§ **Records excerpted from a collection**
..............................
//! The fixed twenty-step ban/pick sequence and its legality rules.

use crate::analysis::positions::can_add_champion;
use crate::error::DraftError;
use crate::model::champion::Catalog;
use crate::model::team::{PerSide, Side, TeamSlate};
use serde::{Deserialize, Serialize};
use std::collections::BTreeSet;
use std::fmt;

#[derive(Debug, Clone, Copy, PartialEq, Eq, Serialize, Deserialize)]
#[serde(rename_all = "lowercase")]
pub enum ActionKind {
    Ban,
    Pick,
}

impl fmt::Display for ActionKind {
    fn fmt(&self, f: &mut fmt::Formatter<'_>) -> fmt::Result {
        match self {
            ActionKind::Ban => write!(f, "BAN"),
            ActionKind::Pick => write!(f, "PICK"),
        }
    }
}

#[derive(Debug, Clone, Copy, PartialEq, Eq, Serialize)]
pub struct DraftTurn {
    pub side: Side,
    pub action: ActionKind,
    pub slot: usize,
}

const fn turn(side: Side, action: ActionKind, slot: usize) -> DraftTurn {
    DraftTurn { side, action, slot }
}

use ActionKind::{Ban, Pick};
use Side::{Blue, Red};

pub const DRAFT_ORDER: [DraftTurn; 20] = [
    turn(Blue, Ban, 0),
    turn(Red, Ban, 0),
    turn(Blue, Ban, 1),
    turn(Red, Ban, 1),
    turn(Blue, Ban, 2),
    turn(Red, Ban, 2),
    turn(Blue, Pick, 0),
    turn(Red, Pick, 0),
    turn(Red, Pick, 1),
    turn(Blue, Pick, 1),
    turn(Blue, Pick, 2),
    turn(Red, Pick, 2),
    turn(Red, Ban, 3),
    turn(Blue, Ban, 3),
    turn(Red, Ban, 4),
    turn(Blue, Ban, 4),
    turn(Red, Pick, 3),
    turn(Blue, Pick, 3),
    turn(Blue, Pick, 4),
    turn(Red, Pick, 4),
];

#[derive(Debug, Clone, Copy, PartialEq, Eq, Serialize)]
pub enum DraftPhase {
    FirstBans,
    FirstPicks,
    SecondBans,
    SecondPicks,
    Complete,
}

impl DraftPhase {
    pub fn of_turn(index: usize) -> DraftPhase {
        match index {
            0..=5 => DraftPhase::FirstBans,
            6..=11 => DraftPhase::FirstPicks,
            12..=15 => DraftPhase::SecondBans,
            16..=19 => DraftPhase::SecondPicks,
            _ => DraftPhase::Complete,
        }
    }

    pub fn label(self) -> &'static str {
        match self {
            DraftPhase::FirstBans => "Ban Phase 1",
            DraftPhase::FirstPicks => "Pick Phase 1",
            DraftPhase::SecondBans => "Ban Phase 2",
            DraftPhase::SecondPicks => "Pick Phase 2",
            DraftPhase::Complete => "Draft Complete",
        }
    }
}

/// One game's draft. Actions produce a new state; a rejected action
/// leaves the original untouched.
#[derive(Debug, Clone, Default, PartialEq, Eq, Serialize)]
pub struct DraftState {
    pub slates: PerSide<TeamSlate>,
    pub turn: usize,
    /// Champions unavailable to both sides for the whole game.
    pub locked: BTreeSet<String>,
    /// Champions each side already played earlier in the series. Pick
    /// candidates skip them while any other legal pick remains.
    pub team_locked: PerSide<BTreeSet<String>>,
}

impl DraftState {
    pub fn new() -> Self {
        DraftState::default()
    }

    pub fn with_locked(locked: BTreeSet<String>) -> Self {
        DraftState {
            locked,
            ..DraftState::default()
        }
    }

    pub fn with_team_locks(team_locked: PerSide<BTreeSet<String>>) -> Self {
        DraftState {
            team_locked,
            ..DraftState::default()
        }
    }

    pub fn current_turn(&self) -> Option<DraftTurn> {
        DRAFT_ORDER.get(self.turn).copied()
    }

    pub fn next_turn(&self) -> Option<DraftTurn> {
        DRAFT_ORDER.get(self.turn + 1).copied()
    }

    pub fn is_complete(&self) -> bool {
        self.turn >= DRAFT_ORDER.len()
    }

    pub fn phase(&self) -> DraftPhase {
        DraftPhase::of_turn(self.turn)
    }

    /// How many more actions the acting side takes before the action kind
    /// changes, the current one included.
    pub fn remaining_actions_in_phase(&self) -> usize {
        let Some(current) = self.current_turn() else {
            return 0;
        };
        DRAFT_ORDER[self.turn..]
            .iter()
            .take_while(|t| t.action == current.action)
            .filter(|t| t.side == current.side)
            .count()
    }

    /// Picked, banned or locked anywhere.
    pub fn is_taken(&self, key: &str) -> bool {
        self.locked.contains(key) || Side::BOTH.iter().any(|side| self.slates[*side].contains(key))
    }

    /// Write `key` into a slot without checking legality or advancing.
    pub(crate) fn with_slot(&self, side: Side, action: ActionKind, slot: usize, key: &str) -> DraftState {
        let mut next = self.clone();
        let slate = &mut next.slates[side];
        let target = match action {
            ActionKind::Ban => &mut slate.bans[slot],
            ActionKind::Pick => &mut slate.picks[slot],
        };
        *target = Some(key.to_string());
        next
    }
}

fn check_action(catalog: &Catalog, state: &DraftState, turn: DraftTurn, key: &str) -> Result<(), DraftError> {
    if !catalog.contains(key) {
        return Err(DraftError::UnknownChampion(key.to_string()));
    }
    if state.locked.contains(key) {
        return Err(DraftError::FearlessLocked(key.to_string()));
    }
    if state.is_taken(key) {
        return Err(DraftError::AlreadyTaken(key.to_string()));
    }
    if turn.action == ActionKind::Pick && !can_add_champion(catalog, &state.slates[turn.side], key) {
        return Err(DraftError::RoleUnsatisfiable(key.to_string()));
    }
    Ok(())
}

/// Validate and apply the current turn's action for `side`.
pub fn apply_draft_action(
    catalog: &Catalog,
    state: &DraftState,
    side: Side,
    key: &str,
) -> Result<DraftState, DraftError> {
    let turn = state.current_turn().ok_or(DraftError::DraftComplete)?;
    if turn.side != side {
        return Err(DraftError::OutOfTurn {
            expected: turn.side,
            actual: side,
        });
    }
    check_action(catalog, state, turn, key)?;

    let mut next = state.with_slot(side, turn.action, turn.slot, key);
    next.turn += 1;
    Ok(next)
}

/// Every key legal for `turn` in lexical order. Picks drop the acting
/// side's own series locks unless nothing else is left.
pub fn legal_candidates(catalog: &Catalog, state: &DraftState, turn: DraftTurn) -> Vec<String> {
    let legal: Vec<String> = catalog
        .keys()
        .filter(|key| check_action(catalog, state, turn, key).is_ok())
        .map(str::to_string)
        .collect();
    let own = &state.team_locked[turn.side];
    if turn.action == ActionKind::Ban || own.is_empty() {
        return legal;
    }
    let fresh: Vec<String> = legal.iter().filter(|key| !own.contains(*key)).cloned().collect();
    if fresh.is_empty() {
        legal
    } else {
        fresh
    }
}

#[cfg(test)]
mod tests {
    use super::*;
    use crate::test_support::demo_catalog;

    const SEQUENCE: [&str; 20] = [
        "Sylas", "Viego", "Aatrox", "Ashe", "Akali", "Lux", // bans
        "LeeSin", "Ahri", "Jinx", "Ornn", "Braum", "Sejuani", // picks
        "Kaisa", "Zeri", "Thresh", "Vayne", // bans
        "Nautilus", "Lucian", "Orianna", "Renekton", // picks
    ];

    #[test]
    fn test_order_shape() {
        let bans = DRAFT_ORDER.iter().filter(|t| t.action == ActionKind::Ban).count();
        assert_eq!(bans, 10);
        for side in Side::BOTH {
            for action in [ActionKind::Ban, ActionKind::Pick] {
                let mut slots: Vec<usize> = DRAFT_ORDER
                    .iter()
                    .filter(|t| t.side == side && t.action == action)
                    .map(|t| t.slot)
                    .collect();
                slots.sort_unstable();
                assert_eq!(slots, vec![0, 1, 2, 3, 4]);
            }
        }
    }

    #[test]
    fn test_full_draft_round_trip() {
        let catalog = demo_catalog();
        let mut state = DraftState::new();
        for key in SEQUENCE {
            let side = state.current_turn().unwrap().side;
            state = apply_draft_action(&catalog, &state, side, key).unwrap();
        }
        assert!(state.is_complete());
        assert_eq!(state.phase(), DraftPhase::Complete);

        for (turn, key) in DRAFT_ORDER.iter().zip(SEQUENCE) {
            let slate = &state.slates[turn.side];
            let slot = match turn.action {
                ActionKind::Ban => &slate.bans[turn.slot],
                ActionKind::Pick => &slate.picks[turn.slot],
            };
            assert_eq!(slot.as_deref(), Some(key));
        }
        assert_eq!(
            apply_draft_action(&catalog, &state, Side::Blue, "Darius"),
            Err(DraftError::DraftComplete)
        );
    }

    #[test]
    fn test_rejections_leave_state_unchanged() {
        let catalog = demo_catalog();
        let state = apply_draft_action(&catalog, &DraftState::new(), Side::Blue, "Sylas").unwrap();
        let snapshot = state.clone();

        assert_eq!(
            apply_draft_action(&catalog, &state, Side::Blue, "Viego"),
            Err(DraftError::OutOfTurn {
                expected: Side::Red,
                actual: Side::Blue
            })
        );
        assert_eq!(
            apply_draft_action(&catalog, &state, Side::Red, "Sylas"),
            Err(DraftError::AlreadyTaken("Sylas".to_string()))
        );
        assert_eq!(
            apply_draft_action(&catalog, &state, Side::Red, "Teemo2"),
            Err(DraftError::UnknownChampion("Teemo2".to_string()))
        );
        assert_eq!(state, snapshot);
    }

    #[test]
    fn test_pick_must_fit_a_role() {
        let catalog = demo_catalog();
        let mut state = DraftState::new();
        state.turn = 6;
        // Ahri and Syndra only play mid.
        state = state.with_slot(Side::Blue, ActionKind::Pick, 1, "Ahri");
        state = state.with_slot(Side::Blue, ActionKind::Pick, 2, "Jinx");
        assert_eq!(
            apply_draft_action(&catalog, &state, Side::Blue, "Syndra"),
            Err(DraftError::RoleUnsatisfiable("Syndra".to_string()))
        );
        assert!(apply_draft_action(&catalog, &state, Side::Blue, "Braum").is_ok());
    }

    #[test]
    fn test_locked_champions_are_unavailable() {
        let catalog = demo_catalog();
        let state = DraftState::with_locked(BTreeSet::from(["Ahri".to_string()]));
        assert_eq!(
            apply_draft_action(&catalog, &state, Side::Blue, "Ahri"),
            Err(DraftError::FearlessLocked("Ahri".to_string()))
        );
        let candidates = legal_candidates(&catalog, &state, DRAFT_ORDER[0]);
        assert!(!candidates.contains(&"Ahri".to_string()));
        assert_eq!(candidates.len(), catalog.len() - 1);
    }

    #[test]
    fn test_remaining_actions_in_phase() {
        let mut state = DraftState::new();
        assert_eq!(state.remaining_actions_in_phase(), 3);
        state.turn = 6;
        assert_eq!(state.remaining_actions_in_phase(), 3);
        state.turn = 9;
        assert_eq!(state.phase(), DraftPhase::FirstPicks);
        assert_eq!(state.remaining_actions_in_phase(), 2);
        state.turn = 11;
        assert_eq!(state.remaining_actions_in_phase(), 1);
        state.turn = 20;
        assert_eq!(state.remaining_actions_in_phase(), 0);
    }

    #[test]
    fn test_team_locks_only_steer_that_side() {
        let catalog = demo_catalog();
        let mut locks: PerSide<BTreeSet<String>> = PerSide::default();
        locks.blue.insert("Ahri".to_string());
        let mut state = DraftState::with_team_locks(locks);
        state.turn = 6;

        let blue = legal_candidates(&catalog, &state, DRAFT_ORDER[6]);
        assert!(!blue.contains(&"Ahri".to_string()));
        let red = legal_candidates(&catalog, &state, DRAFT_ORDER[7]);
        assert!(red.contains(&"Ahri".to_string()));
        // Bans ignore team locks, and the pick is still accepted if forced.
        assert!(legal_candidates(&catalog, &state, DRAFT_ORDER[0]).contains(&"Ahri".to_string()));
        assert!(apply_draft_action(&catalog, &state, Side::Blue, "Ahri").is_ok());
    }

    #[test]
    fn test_team_locks_fall_back_when_exhausted() {
        let catalog = demo_catalog();
        let mut locks: PerSide<BTreeSet<String>> = PerSide::default();
        locks.blue = catalog.keys().map(str::to_string).collect();
        let mut state = DraftState::with_team_locks(locks);
        state.turn = 6;
        let blue = legal_candidates(&catalog, &state, DRAFT_ORDER[6]);
        assert_eq!(blue.len(), catalog.len());
    }
}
..............................
The lines to copy are those above that contain "snapshot".

§ **Reply to the task**
        let snapshot = state.clone();
        assert_eq!(state, snapshot);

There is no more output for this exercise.